[Opening Entries shown section]
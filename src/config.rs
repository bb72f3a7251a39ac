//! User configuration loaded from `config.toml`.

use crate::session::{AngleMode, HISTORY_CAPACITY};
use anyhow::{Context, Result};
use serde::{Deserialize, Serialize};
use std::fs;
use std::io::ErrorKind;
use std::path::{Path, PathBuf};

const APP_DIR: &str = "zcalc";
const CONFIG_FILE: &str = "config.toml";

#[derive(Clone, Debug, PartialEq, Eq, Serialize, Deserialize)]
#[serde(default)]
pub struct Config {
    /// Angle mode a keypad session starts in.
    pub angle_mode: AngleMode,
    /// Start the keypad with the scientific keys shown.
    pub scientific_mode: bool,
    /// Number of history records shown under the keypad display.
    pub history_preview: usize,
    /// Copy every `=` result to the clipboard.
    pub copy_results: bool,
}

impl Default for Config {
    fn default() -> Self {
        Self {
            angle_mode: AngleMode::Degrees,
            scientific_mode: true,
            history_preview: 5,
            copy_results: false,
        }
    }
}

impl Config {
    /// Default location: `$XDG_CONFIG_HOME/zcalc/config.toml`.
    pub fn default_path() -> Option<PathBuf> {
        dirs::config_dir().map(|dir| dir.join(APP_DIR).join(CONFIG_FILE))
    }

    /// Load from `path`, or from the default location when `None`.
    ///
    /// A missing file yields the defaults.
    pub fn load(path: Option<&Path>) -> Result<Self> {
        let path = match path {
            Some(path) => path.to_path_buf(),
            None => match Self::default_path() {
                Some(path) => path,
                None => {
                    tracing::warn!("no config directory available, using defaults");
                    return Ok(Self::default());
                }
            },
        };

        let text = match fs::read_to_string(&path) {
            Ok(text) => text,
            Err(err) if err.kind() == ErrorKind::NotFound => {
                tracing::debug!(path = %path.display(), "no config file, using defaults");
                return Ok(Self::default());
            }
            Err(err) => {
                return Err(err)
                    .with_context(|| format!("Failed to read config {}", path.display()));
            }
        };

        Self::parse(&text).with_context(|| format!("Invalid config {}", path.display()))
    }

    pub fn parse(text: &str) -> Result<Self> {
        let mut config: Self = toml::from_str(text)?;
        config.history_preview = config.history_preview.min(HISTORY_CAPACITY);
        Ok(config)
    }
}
[Closing Entries shown section]
[Opening Entries shown section]
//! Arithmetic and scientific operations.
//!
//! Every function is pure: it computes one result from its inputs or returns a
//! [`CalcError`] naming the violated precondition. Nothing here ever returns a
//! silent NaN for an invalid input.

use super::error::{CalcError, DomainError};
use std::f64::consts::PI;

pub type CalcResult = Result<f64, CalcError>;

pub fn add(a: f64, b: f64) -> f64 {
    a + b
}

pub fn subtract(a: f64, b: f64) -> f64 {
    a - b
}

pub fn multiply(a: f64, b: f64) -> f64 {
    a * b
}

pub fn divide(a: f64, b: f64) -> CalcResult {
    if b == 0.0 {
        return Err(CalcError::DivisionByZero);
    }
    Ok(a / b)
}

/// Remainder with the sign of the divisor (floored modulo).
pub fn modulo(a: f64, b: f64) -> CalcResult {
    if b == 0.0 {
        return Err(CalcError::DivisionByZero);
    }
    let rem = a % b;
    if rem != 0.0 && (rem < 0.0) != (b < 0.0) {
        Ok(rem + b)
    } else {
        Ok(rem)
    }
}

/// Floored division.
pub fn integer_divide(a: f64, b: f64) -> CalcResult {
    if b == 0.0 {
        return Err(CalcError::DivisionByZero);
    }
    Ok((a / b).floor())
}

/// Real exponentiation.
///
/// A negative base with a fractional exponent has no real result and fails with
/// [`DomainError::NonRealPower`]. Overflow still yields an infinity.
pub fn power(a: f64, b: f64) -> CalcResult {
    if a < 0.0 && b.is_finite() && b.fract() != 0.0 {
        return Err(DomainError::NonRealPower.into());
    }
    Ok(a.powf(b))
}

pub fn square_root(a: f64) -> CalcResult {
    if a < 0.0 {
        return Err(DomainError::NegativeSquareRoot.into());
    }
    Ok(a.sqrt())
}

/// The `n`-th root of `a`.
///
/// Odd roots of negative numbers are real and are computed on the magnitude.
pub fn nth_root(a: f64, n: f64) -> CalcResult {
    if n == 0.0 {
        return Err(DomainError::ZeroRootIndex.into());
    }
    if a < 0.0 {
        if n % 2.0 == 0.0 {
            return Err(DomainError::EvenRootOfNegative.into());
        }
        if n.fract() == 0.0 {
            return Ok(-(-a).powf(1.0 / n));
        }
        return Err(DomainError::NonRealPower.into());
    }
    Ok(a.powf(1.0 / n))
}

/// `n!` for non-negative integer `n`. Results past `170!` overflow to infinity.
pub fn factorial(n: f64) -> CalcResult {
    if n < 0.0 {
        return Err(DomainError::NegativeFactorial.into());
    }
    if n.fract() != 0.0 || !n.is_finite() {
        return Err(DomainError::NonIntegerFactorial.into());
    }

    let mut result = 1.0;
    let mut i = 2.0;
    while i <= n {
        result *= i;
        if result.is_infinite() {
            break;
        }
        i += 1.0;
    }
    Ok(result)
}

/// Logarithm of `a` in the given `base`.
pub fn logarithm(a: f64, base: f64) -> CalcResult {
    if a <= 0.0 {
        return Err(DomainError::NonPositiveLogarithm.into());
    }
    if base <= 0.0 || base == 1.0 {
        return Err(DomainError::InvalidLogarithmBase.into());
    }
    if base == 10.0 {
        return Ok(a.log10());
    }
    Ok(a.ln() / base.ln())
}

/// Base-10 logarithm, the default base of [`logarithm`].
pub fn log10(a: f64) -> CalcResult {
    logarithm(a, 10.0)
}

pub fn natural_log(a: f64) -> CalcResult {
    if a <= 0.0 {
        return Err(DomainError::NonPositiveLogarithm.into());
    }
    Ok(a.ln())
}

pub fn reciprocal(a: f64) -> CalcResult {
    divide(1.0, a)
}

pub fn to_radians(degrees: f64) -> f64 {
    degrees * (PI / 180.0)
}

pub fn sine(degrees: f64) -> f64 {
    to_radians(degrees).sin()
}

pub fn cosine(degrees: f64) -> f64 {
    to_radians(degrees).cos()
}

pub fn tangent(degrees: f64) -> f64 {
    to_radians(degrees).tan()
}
[Closing Entries shown section]
§ Problem to work on: What belongs in the answer is each line from the listing above that contains "defaults".

§ Answer:
    /// A missing file yields the defaults.
                    tracing::warn!("no config directory available, using defaults");
                tracing::debug!(path = %path.display(), "no config file, using defaults");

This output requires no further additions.